◆ Activity ◆
The required result is each line of the entries below containing the string "args".

◆ Data for review ◆

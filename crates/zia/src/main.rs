mod cli;
mod commands;
mod config;
mod error;
mod output;
mod state;

use clap::Parser;
use tracing::warn;
use tracing_subscriber::EnvFilter;

use zia_provider::Provider;

use crate::cli::{Cli, Command};
use crate::commands::Context;
use crate::error::CliError;

#[tokio::main]
async fn main() {
    let cli = Cli::parse();

    init_tracing(cli.global.verbose);

    if let Err(err) = run(cli).await {
        let code = err.exit_code();
        eprintln!("{:?}", miette::Report::new(err));
        std::process::exit(code);
    }
}

fn init_tracing(verbosity: u8) {
    let filter = match verbosity {
        0 => "warn",
        1 => "info",
        2 => "debug",
        _ => "trace",
    };

    // stdout carries command output; logs go to stderr.
    tracing_subscriber::fmt()
        .with_env_filter(
            EnvFilter::try_from_default_env().unwrap_or_else(|_| EnvFilter::new(filter)),
        )
        .with_writer(std::io::stderr)
        .with_target(false)
        .init();
}

async fn run(cli: Cli) -> Result<(), CliError> {
    let provider = Provider::new();

    match cli.command {
        // No API session needed
        Command::Config(args) => commands::config_cmd::handle(args, &cli.global),

        Command::Completions(args) => {
            use clap::CommandFactory;
            use clap_complete::generate;

            let mut cmd = Cli::command();
            generate(args.shell, &mut cmd, "zia", &mut std::io::stdout());
            Ok(())
        }

        Command::Resources => commands::catalog::resources(&provider, &Context::new(&cli.global)),
        Command::DataSources => {
            commands::catalog::data_sources(&provider, &Context::new(&cli.global))
        }
        Command::Schema { type_name, data } => {
            commands::catalog::schema(&provider, &type_name, data, &Context::new(&cli.global))
        }
        Command::Show { address } => {
            commands::resource_cmd::show(&provider, address.as_deref(), &Context::new(&cli.global))
        }

        // Everything else runs inside a session
        cmd => {
            let provider_config = config::build_provider_config(&cli.global)?;
            let meta = provider.configure(provider_config).await?;

            tracing::debug!(command = ?cmd, "dispatching command");
            let ctx = Context::new(&cli.global);
            let result = commands::dispatch(cmd, &provider, &meta, &ctx).await;

            if let Err(e) = meta.close().await {
                warn!(error = %e, "logout failed");
            }
            result
        }
    }
}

◆ Result below ◆
        Command::Config(args) => commands::config_cmd::handle(args, &cli.global),
        Command::Completions(args) => {
            generate(args.shell, &mut cmd, "zia", &mut std::io::stdout());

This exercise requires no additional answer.